I needed assistance per the below homework assignment:

Submit 1 Excel file

The sample period for this project is from 10/22/2018 (today) to 11/16/2018 (4 weeks). You will need to collect real-time data starting from 10/22/2018.

On 10/22/2018, at 4pm, your company receives 11,250,000 Euros. If you convert this Euros to USD now, it will be worth about $12,295,000. You are extremely happy with this current exchange rate and would take this US dollar value. But if you convert now, you have to pay a high tax today.

Instead, you decide to convert to USD in 2 months and delay paying the tax. This delayed action comes with a big risk. Since EUR/USD exchange rate fluctuates every day, the US dollar value of your Euros in 2 months will no longer be the same dollar amount. This risk is called currency risk, aka foreign exchange rate (FOREX) risk.

The objective of this project is to design a strategy such that the conversion value stays close to $12,295,000 throughout the whole sample period. The financial instrument for this project is Euro FX futures contract expiring in "December 2018".

Below are the questions that I have to answer:

1. To hedge against the exchange rate risk in your scenario above, should you "long" or "short" Euro FX futures today?

Go to https://www.cmegroup.com (official futures exchange) and locate the Euro FX December 2018 futures.

2. What is the contract size of the Euro FX futures contract? Is the British Pound futures contract size the same as Euro FX futures? How many Euro FX futures contracts do you need to long/short today? (Hint: Look for "Contract Specs")

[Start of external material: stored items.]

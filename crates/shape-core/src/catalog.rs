//! Configuration catalog.
//!
//! The catalog maps each shape kind to the generator configuration the
//! dispatcher should use for it. It is built once (usually from defaults, then
//! selectively overridden from code or a YAML file) and handed to the
//! dispatcher by value before generation begins.

use crate::config::GeneratorConfig;
use crate::defaults;
use crate::shape::ShapeKind;
use serde::{Deserialize, Serialize};
use std::collections::BTreeMap;
use std::fs;
use std::path::Path;

/// Error type for catalog loading.
#[derive(Debug, thiserror::Error)]
pub enum CatalogError {
    /// Error reading catalog file
    #[error("Failed to read catalog file: {0}")]
    IoError(#[from] std::io::Error),

    /// Error parsing YAML
    #[error("Failed to parse YAML: {0}")]
    YamlError(#[from] serde_yaml::Error),

    /// Entry whose generator family cannot produce the kind it is stored under
    #[error("Catalog entry for '{kind}' has a '{family}' generator")]
    MismatchedEntry {
        kind: ShapeKind,
        family: &'static str,
    },
}

/// Mapping from kind to generator configuration.
///
/// # YAML Format
///
/// ```yaml
/// int64:
///   type: int
///   min: -5
///   max: 5
/// string:
///   type: string
///   max_len: 3
///   charset: xyz
/// ```
#[derive(Debug, Clone, PartialEq, Serialize, Deserialize)]
#[serde(transparent)]
pub struct Catalog {
    entries: BTreeMap<ShapeKind, GeneratorConfig>,
}

impl Catalog {
    /// Create a catalog pre-populated with defaults.
    ///
    /// Leaf kinds get their default configuration. Composite kinds get the
    /// unset configuration of their family, so the dispatcher derives their
    /// defaults from the requested shape.
    pub fn new() -> Self {
        let entries = ShapeKind::ALL
            .iter()
            .filter_map(|&kind| {
                let config = if kind.is_composite() {
                    GeneratorConfig::unset_for(kind)
                } else {
                    defaults::default_for_kind(kind)
                }?;
                Some((kind, config))
            })
            .collect();
        Self { entries }
    }

    /// Create a catalog with no entries.
    pub fn empty() -> Self {
        Self {
            entries: BTreeMap::new(),
        }
    }

    /// Load overrides from a YAML file on top of the defaults.
    pub fn from_file<P: AsRef<Path>>(path: P) -> Result<Self, CatalogError> {
        let content = fs::read_to_string(path)?;
        Self::from_yaml(&content)
    }

    /// Parse overrides from a YAML string on top of the defaults.
    ///
    /// Kinds missing from the document keep their default entry.
    pub fn from_yaml(yaml: &str) -> Result<Self, CatalogError> {
        let overrides: BTreeMap<ShapeKind, GeneratorConfig> = serde_yaml::from_str(yaml)?;
        let mut catalog = Self::new();
        for (kind, config) in overrides {
            if !config.serves(kind) {
                return Err(CatalogError::MismatchedEntry {
                    kind,
                    family: config.family(),
                });
            }
            catalog.set(kind, config);
        }
        Ok(catalog)
    }

    /// Serialize the catalog to YAML.
    pub fn to_yaml(&self) -> Result<String, CatalogError> {
        Ok(serde_yaml::to_string(self)?)
    }

    /// Get the entry for a kind.
    pub fn get(&self, kind: ShapeKind) -> Option<&GeneratorConfig> {
        self.entries.get(&kind)
    }

    /// Set the entry for a kind, returning the previous entry.
    ///
    /// Leaf widths are aligned with `kind`.
    pub fn set(
        &mut self,
        kind: ShapeKind,
        config: impl Into<GeneratorConfig>,
    ) -> Option<GeneratorConfig> {
        let mut config = config.into();
        config.set_width_for(kind);
        self.entries.insert(kind, config)
    }

    /// Builder-style [`Catalog::set`].
    pub fn with(mut self, kind: ShapeKind, config: impl Into<GeneratorConfig>) -> Self {
        self.set(kind, config);
        self
    }

    /// Remove the entry for a kind.
    pub fn remove(&mut self, kind: ShapeKind) -> Option<GeneratorConfig> {
        self.entries.remove(&kind)
    }

    /// Check if the catalog has an entry for a kind.
    pub fn contains(&self, kind: ShapeKind) -> bool {
        self.entries.contains_key(&kind)
    }

    /// Kinds with an entry, in order.
    pub fn kinds(&self) -> impl Iterator<Item = ShapeKind> + '_ {
        self.entries.keys().copied()
    }

    pub fn len(&self) -> usize {
        self.entries.len()
    }

    pub fn is_empty(&self) -> bool {
        self.entries.is_empty()
    }
}

impl Default for Catalog {
    fn default() -> Self {
        Self::new()
    }
}

#[cfg(test)]
mod tests {
    use super::*;
    use crate::config::{IntConfig, IntWidth, StringConfig};
    use std::io::Write;

    #[test]
    fn test_new_catalog_covers_supported_kinds() {
        let catalog = Catalog::new();
        for kind in ShapeKind::ALL {
            assert_eq!(catalog.contains(kind), kind.is_supported(), "{kind}");
        }

        // Composite entries are unset, leaf entries are not
        assert!(catalog.get(ShapeKind::Sequence).unwrap().is_unset());
        assert!(catalog.get(ShapeKind::Record).unwrap().is_unset());
        assert!(!catalog.get(ShapeKind::Int32).unwrap().is_unset());
    }

    #[test]
    fn test_set_aligns_width() {
        let mut catalog = Catalog::empty();
        assert!(catalog.is_empty());

        catalog.set(ShapeKind::Int16, IntConfig::new(1, 9));
        let Some(GeneratorConfig::Int(config)) = catalog.get(ShapeKind::Int16) else {
            panic!("Expected int config");
        };
        assert_eq!(config.width, IntWidth::I16);
        assert_eq!(catalog.kinds().collect::<Vec<_>>(), vec![ShapeKind::Int16]);
    }

    #[test]
    fn test_from_yaml_overrides_defaults() {
        let yaml = r#"
int64:
  type: int
  min: -5
  max: 5
string:
  type: string
  max_len: 3
  charset: xyz
"#;
        let catalog = Catalog::from_yaml(yaml).unwrap();
        assert_eq!(
            catalog.get(ShapeKind::Int64),
            Some(&GeneratorConfig::Int(IntConfig::new(-5, 5)))
        );
        assert_eq!(
            catalog.get(ShapeKind::String),
            Some(&GeneratorConfig::String(
                StringConfig::new(0, 3).with_charset("xyz")
            ))
        );
        // Untouched kinds keep defaults
        assert_eq!(catalog.get(ShapeKind::Bool), Catalog::new().get(ShapeKind::Bool));
    }

    #[test]
    fn test_from_yaml_rejects_mismatched_entry() {
        let yaml = r#"
int8:
  type: string
  max_len: 3
"#;
        let err = Catalog::from_yaml(yaml).unwrap_err();
        assert!(matches!(
            err,
            CatalogError::MismatchedEntry {
                kind: ShapeKind::Int8,
                family: "string"
            }
        ));

        let err = Catalog::from_yaml("chan:\n  type: bool\n").unwrap_err();
        assert!(matches!(err, CatalogError::MismatchedEntry { .. }));
    }

    #[test]
    fn test_from_yaml_rejects_unknown_kind() {
        let err = Catalog::from_yaml("int128:\n  type: int\n").unwrap_err();
        assert!(matches!(err, CatalogError::YamlError(_)));
    }

    #[test]
    fn test_from_file() {
        let mut file = tempfile::NamedTempFile::new().unwrap();
        writeln!(file, "bool:\n  type: bool\n  force_true: true").unwrap();

        let catalog = Catalog::from_file(file.path()).unwrap();
        let Some(GeneratorConfig::Bool(config)) = catalog.get(ShapeKind::Bool) else {
            panic!("Expected bool config");
        };
        assert!(config.force_true);

        let err = Catalog::from_file("/nonexistent/catalog.yaml").unwrap_err();
        assert!(matches!(err, CatalogError::IoError(_)));
    }

    #[test]
    fn test_yaml_roundtrip() {
        let catalog = Catalog::new().with(ShapeKind::Uint8, crate::config::UintConfig::new(3, 4));
        let yaml = catalog.to_yaml().unwrap();
        let parsed: Catalog = serde_yaml::from_str(&yaml).unwrap();
        assert_eq!(catalog, parsed);
    }
}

The rest of this project will prove whether your answer to Q1/Q2 is the correct position. If you don't find a sufficient evidence of risk hedging later, it's likely that your answer to Q1/Q2 is incorrect.

3. For every trading day (no holiday/weekends) during the sample period, collect the EUR/USD exchange rate (using either Bloomberg, Yahoo, Google, Fed, etc) and Euro FX futures price (using CMEgroup).

The above screenshot is what the Euro FX futures quotes look like at cmegroup.com. The price you need to collect is "Last" price (not Open, High, Low).

(Hint: https://youtu.be/UebE35PUdp4 demonstrates how to look up past price history. If you use this method, you don't have to collect the futures price every day.)

We will need a spreadsheet with the below columns:

  1. Date
  2. EUR/USD rate
  3. Euro FX futures price
  4. Daily Gains
  5. Cumulative Gains
  6. Margin Account Balance
  7. Unhedged Value
  8. Hedged Value

(Hint: Futures price and FOREX will not be identical to each other. But they should be very similar. If your FX futures price is 0.80 and FOREX is 1.20, then it's most likely an error.)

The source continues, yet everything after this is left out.